| Excerpted data |

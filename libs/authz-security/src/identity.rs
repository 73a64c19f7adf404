use secrecy::SecretString;
use serde_json::{Map, Value};

use crate::constants::IS_ADMIN_CLAIM;

/// `UserIdentity` is the verified caller of a request.
///
/// Built by the identity resolver from the session credential, shared read-only
/// by every gate that runs for the request and dropped with it.
#[derive(Debug, Clone, serde::Serialize, serde::Deserialize)]
pub struct UserIdentity {
    /// Opaque user identifier (never empty).
    id: String,
    /// Every other claim attached to the credential, plus any fields merged in
    /// from the user-management record.
    #[serde(default)]
    claims: Map<String, Value>,
    /// Original session credential, kept for forwarding to the PDP.
    /// Never serialized/persisted.
    #[serde(skip)]
    credential: Option<SecretString>,
}

impl UserIdentity {
    /// Create a builder for the identity with the given user id.
    #[must_use]
    pub fn builder(id: impl Into<String>) -> UserIdentityBuilder {
        UserIdentityBuilder {
            id: id.into(),
            claims: Map::new(),
            credential: None,
        }
    }

    #[must_use]
    pub fn id(&self) -> &str {
        &self.id
    }

    #[must_use]
    pub fn claims(&self) -> &Map<String, Value> {
        &self.claims
    }

    #[must_use]
    pub fn claim(&self, name: &str) -> Option<&Value> {
        self.claims.get(name)
    }

    /// Legacy admin flag. Only a literal `true` counts.
    #[must_use]
    pub fn is_admin(&self) -> bool {
        self.claims
            .get(IS_ADMIN_CLAIM)
            .and_then(Value::as_bool)
            .unwrap_or(false)
    }

    /// Get the original session credential (for PDP forwarding).
    #[must_use]
    pub fn credential(&self) -> Option<&SecretString> {
        self.credential.as_ref()
    }

    /// Overlay `fields` on top of the existing claims. The id and the
    /// credential are left untouched.
    #[must_use]
    pub fn with_merged_claims(mut self, fields: Map<String, Value>) -> Self {
        for (key, value) in fields {
            if key == "id" {
                continue;
            }
            self.claims.insert(key, value);
        }
        self
    }
}

pub struct UserIdentityBuilder {
    id: String,
    claims: Map<String, Value>,
    credential: Option<SecretString>,
}

impl UserIdentityBuilder {
    #[must_use]
    pub fn claim(mut self, name: impl Into<String>, value: Value) -> Self {
        self.claims.insert(name.into(), value);
        self
    }

    #[must_use]
    pub fn claims(mut self, claims: Map<String, Value>) -> Self {
        self.claims.extend(claims);
        self
    }

    #[must_use]
    pub fn is_admin(self, is_admin: bool) -> Self {
        self.claim(IS_ADMIN_CLAIM, Value::Bool(is_admin))
    }

    #[must_use]
    pub fn credential(mut self, token: impl Into<SecretString>) -> Self {
        self.credential = Some(token.into());
        self
    }

    #[must_use]
    pub fn build(self) -> UserIdentity {
        UserIdentity {
            id: self.id,
            claims: self.claims,
            credential: self.credential,
        }
    }
}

| Problem to solve |
Output the entries above in their entirety, exactly as written.

| Answer space |
filename libs/authz-security/src/identity.rs
repository 73a64c19f7adf404
use secrecy::SecretString;
use serde_json::{Map, Value};

use crate::constants::IS_ADMIN_CLAIM;

/// `UserIdentity` is the verified caller of a request.
///
/// Built by the identity resolver from the session credential, shared read-only
/// by every gate that runs for the request and dropped with it.
#[derive(Debug, Clone, serde::Serialize, serde::Deserialize)]
pub struct UserIdentity {
    /// Opaque user identifier (never empty).
    id: String,
    /// Every other claim attached to the credential, plus any fields merged in
    /// from the user-management record.
    #[serde(default)]
    claims: Map<String, Value>,
    /// Original session credential, kept for forwarding to the PDP.
    /// Never serialized/persisted.
    #[serde(skip)]
    credential: Option<SecretString>,
}

impl UserIdentity {
    /// Create a builder for the identity with the given user id.
    #[must_use]
    pub fn builder(id: impl Into<String>) -> UserIdentityBuilder {
        UserIdentityBuilder {
            id: id.into(),
            claims: Map::new(),
            credential: None,
        }
    }

    #[must_use]
    pub fn id(&self) -> &str {
        &self.id
    }

    #[must_use]
    pub fn claims(&self) -> &Map<String, Value> {
        &self.claims
    }

    #[must_use]
    pub fn claim(&self, name: &str) -> Option<&Value> {
        self.claims.get(name)
    }

    /// Legacy admin flag. Only a literal `true` counts.
    #[must_use]
    pub fn is_admin(&self) -> bool {
        self.claims
            .get(IS_ADMIN_CLAIM)
            .and_then(Value::as_bool)
            .unwrap_or(false)
    }

    /// Get the original session credential (for PDP forwarding).
    #[must_use]
    pub fn credential(&self) -> Option<&SecretString> {
        self.credential.as_ref()
    }

    /// Overlay `fields` on top of the existing claims. The id and the
    /// credential are left untouched.
    #[must_use]
    pub fn with_merged_claims(mut self, fields: Map<String, Value>) -> Self {
        for (key, value) in fields {
            if key == "id" {
                continue;
            }
            self.claims.insert(key, value);
        }
        self
    }
}

pub struct UserIdentityBuilder {
    id: String,
    claims: Map<String, Value>,
    credential: Option<SecretString>,
}

impl UserIdentityBuilder {
    #[must_use]
    pub fn claim(mut self, name: impl Into<String>, value: Value) -> Self {
        self.claims.insert(name.into(), value);
        self
    }

    #[must_use]
    pub fn claims(mut self, claims: Map<String, Value>) -> Self {
        self.claims.extend(claims);
        self
    }

    #[must_use]
    pub fn is_admin(self, is_admin: bool) -> Self {
        self.claim(IS_ADMIN_CLAIM, Value::Bool(is_admin))
    }

    #[must_use]
    pub fn credential(mut self, token: impl Into<SecretString>) -> Self {
        self.credential = Some(token.into());
        self
    }

    #[must_use]
    pub fn build(self) -> UserIdentity {
        UserIdentity {
            id: self.id,
            claims: self.claims,
            credential: self.credential,
        }
    }
}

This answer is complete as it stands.